This post is brought to you by “The Burden of Dreams.”

Interviews & Insights from Creatives

As a web designer/developer, I’ve always had a passing interest in typography and how it can affect the way we digest information. I used to view font faces in a utilitarian way. Font were just another asset I used to build a website. Nothing more. Slowly, an deeper appreciation for the fonts I use every day stirred inside me.

I often wondered: Who creates typefaces? Why? What sort of business proposition necessitates birthing a new font face into the world? Or are they born from a artist’s need to create, for little or no other motivation, like a painting?

What’s a day-in-the-life of a typeface designer look like?

Are they filled with the curving of serifs and the microscopic adjustments of line-thicknesses? Do gallons coffee percolate under a slowly-growing cloud of cigarette smoke. Perhaps graphite scrapes against a giant swathe of vellum, while colleagues’ footsteps tap hardwood floors in circles as they consider a new idea.

Ok, maybe I’m just thinking of Mad Men (and I know, they’re not even typeface designers).

A few months ago, I sat down with Ben Kiel, an amazing font designer based in St. Louis.

Whenever I see a website on TV, it immediately takes me out of the fiction. I can’t help but mumble things like “Who the hell uses Opera?”

Do you have similar experiences with type?

In movies? Nah, I turn that part of my brain off. I used to, honestly, I would identify every typeface used in a movie (this was before this became a profession). Now, to be perfectly honest, I’m terrible at the whole typeface identification game. I’ve lost interest in that.

I don’t watch that many TV [shows]or movies, and the TV I watch is pretty terrible, but I’ll notice, “It’s nice Burn Notice used Chalet as the logo.” So I’ll notice things that I know, but beyond that, I won’t be like ,”Well that didn’t exist in blah-blah, so they should have used that! …This country would’ve never has this typeface because of the blah-blah.”

There are definitely people who do that, and blogs dedicated to that, and there are professional typeface designers, Mark Simonson is one, who really loves train-spotting movie typeface incorrect usage.

I shut that part of my brain down.

Can you describe what you do as a typeface designer?

Sort of [laughs]. I do a variety of things, I guess that’s the easiest way to describe it. There’s a part of what I do which is teaching. I teach at Washington University, and Cooper Type, so that’s one income stream… and then Typefounding, my business, has a couple different things. The majority of my business right now is typeface production for other typeface designers.

Typeface design is a really interesting beast in that it’s design, it’s graphic design, but it’s also software engineering in a way.

Because these things run on your computer, they have to work, they have to fulfill standards, the files have to be a certain way.
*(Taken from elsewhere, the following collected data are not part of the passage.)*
//! Aurora voice assistant.
//!
//! ```text
//! aurora                 microphone session on the default devices, until Ctrl-C
//! aurora --text          console exchange: one line in, guidance out (no audio)
//! aurora --list-devices  print input devices and exit
//! ```

use anyhow::{bail, Context};
use aurora_voice::{
    create_stt, create_tts, AudioCapture, AudioOutput, AudioSource, AuroraConfig, CancelFlag,
    ChatCompletionsModel, PlaybackSink, RodioOutput, SessionSummary, TurnOutcome,
    VoiceOrchestrator, VoicePipeline,
};
use std::sync::Arc;
use tokio::io::{AsyncBufReadExt, BufReader};
use tracing_subscriber::{layer::SubscriberExt, util::SubscriberInitExt};

enum Mode {
    Microphone,
    Text,
    ListDevices,
}

fn parse_mode() -> anyhow::Result<Mode> {
    let mut mode = Mode::Microphone;
    for arg in std::env::args().skip(1) {
        mode = match arg.as_str() {
            "--text" => Mode::Text,
            "--list-devices" => Mode::ListDevices,
            other => bail!("unknown argument {other:?} (expected --text or --list-devices)"),
        };
    }
    Ok(mode)
}

#[tokio::main]
async fn main() -> anyhow::Result<()> {
    if let Err(e) = dotenvy::dotenv() {
        eprintln!("[aurora] .env not loaded: {} (using system environment)", e);
    }

    tracing_subscriber::registry()
        .with(tracing_subscriber::EnvFilter::new(
            std::env::var("RUST_LOG").unwrap_or_else(|_| "info".into()),
        ))
        .with(tracing_subscriber::fmt::layer())
        .init();

    let mode = parse_mode()?;
    if let Mode::ListDevices = mode {
        for name in AudioCapture::list_input_devices().context("enumerate input devices")? {
            println!("{}", name);
        }
        return Ok(());
    }

    let config = AuroraConfig::load().context("load Aurora configuration")?;
    let model = ChatCompletionsModel::from_settings(&config.llm).context("language model")?;
    tracing::info!(model = model.model(), "🧠 Language model ready");
    let stt = create_stt(&config.stt);
    let tts = create_tts(&config.tts);

    match mode {
        Mode::Text => {
            let pipeline = VoicePipeline::new(&config, stt, Arc::new(model), tts, None)
                .context("build pipeline")?;
            run_text(pipeline).await
        }
        _ => {
            let (sink, playback, events) = PlaybackSink::spawn(
                || Ok(Box::new(RodioOutput::new()?) as Box<dyn AudioOutput>),
                config.audio.playback_queue_capacity,
                config.tts.reorder_window,
            )
            .context("open output device")?;
            let pipeline = Arc::new(
                VoicePipeline::new(&config, stt, Arc::new(model), tts, Some(playback.clone()))
                    .context("build pipeline")?,
            );

            let (mut source, frames) =
                AudioSource::spawn(&config.audio).context("open input device")?;
            let mut orchestrator = VoiceOrchestrator::new(pipeline, &config, Some(events));

            let shutdown = async {
                if tokio::signal::ctrl_c().await.is_err() {
                    std::future::pending::<()>().await;
                }
            };
            let result = orchestrator.run(frames, shutdown).await;

            if source.dropped_frames() > 0 {
                tracing::warn!(dropped = source.dropped_frames(), "raw frames dropped during session");
            }
            source.stop();
            playback.shutdown().await;
            sink.join();

            if let Some(summary) = result.context("voice session failed")? {
                print_summary(&summary);
            }
            Ok(())
        }
    }
}

async fn run_text(pipeline: VoicePipeline) -> anyhow::Result<()> {
    let mut session = String::from("console");
    let mut generation = 1;
    let cancel = CancelFlag::new();
    let mut lines = BufReader::new(tokio::io::stdin()).lines();
    println!("Aurora ready. Describe your situation (Ctrl-D to finish).");

    loop {
        let line = tokio::select! {
            line = lines.next_line() => line.context("read stdin")?,
            _ = tokio::signal::ctrl_c() => None,
        };
        let Some(line) = line else { break };

        match pipeline.respond_text(&session, &line, &cancel).await? {
            Some(TurnOutcome::Answered { response, .. }) => {
                println!("[{}] {}", response.urgency, response.text);
                if !response.sources.is_empty() {
                    println!("  sources: {}", response.sources.join(", "));
                }
            }
            Some(TurnOutcome::SessionClosed { summary, .. }) => {
                println!("Session closed after {} exchanges.", summary.exchanges);
                print_summary(&summary);
                generation += 1;
                session = format!("console-{}", generation);
            }
            None => {}
        }
    }

    if let Some(summary) = pipeline.end_session(&session).await {
        print_summary(&summary);
    }
    Ok(())
}

fn print_summary(summary: &SessionSummary) {
    println!(
        "\n📁 Session {}: {} exchanges in {}s, {} critical alert(s)",
        summary.session_id,
        summary.exchanges,
        summary.duration.as_secs(),
        summary.critical_alerts.len()
    );
    for alert in &summary.critical_alerts {
        println!(
            "  🚨 {} [{}] {}",
            alert.timestamp.format("%H:%M:%S"),
            alert.urgency,
            alert.input
        );
    }
}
For these things to work across platforms, versions of Word, and browsers, things have to be software engineered to meet certain standards or to subvert the standard in order to work around bugs in software.

I do typeface mastering for a variety of clients, like Kris Sowersby in New Zealand, and some other typeface designers.

Typeface design sees like a really small thing, but there’s a variety of skills required to get something ready for production: there’s a design skill, there’s a production skill, and there’s a technical skill.

Some designers have all of those skills, and some designers, the smart ones actually, are really just interested in the design side, and they pay other people to do the other stuff. I tend to do the “other stuff,” as one side of my business.

That’s a lot of Python programming, getting things right, cross-browser testing and proofing. Like, for Chris, I’ll proof all his web fonts, and manage all the hinting for that and all that stuff. I’m the final quality control, before sending stuff out. I didn’t do any of the drawing, but I’m making sure his web fonts are all right for his client-base.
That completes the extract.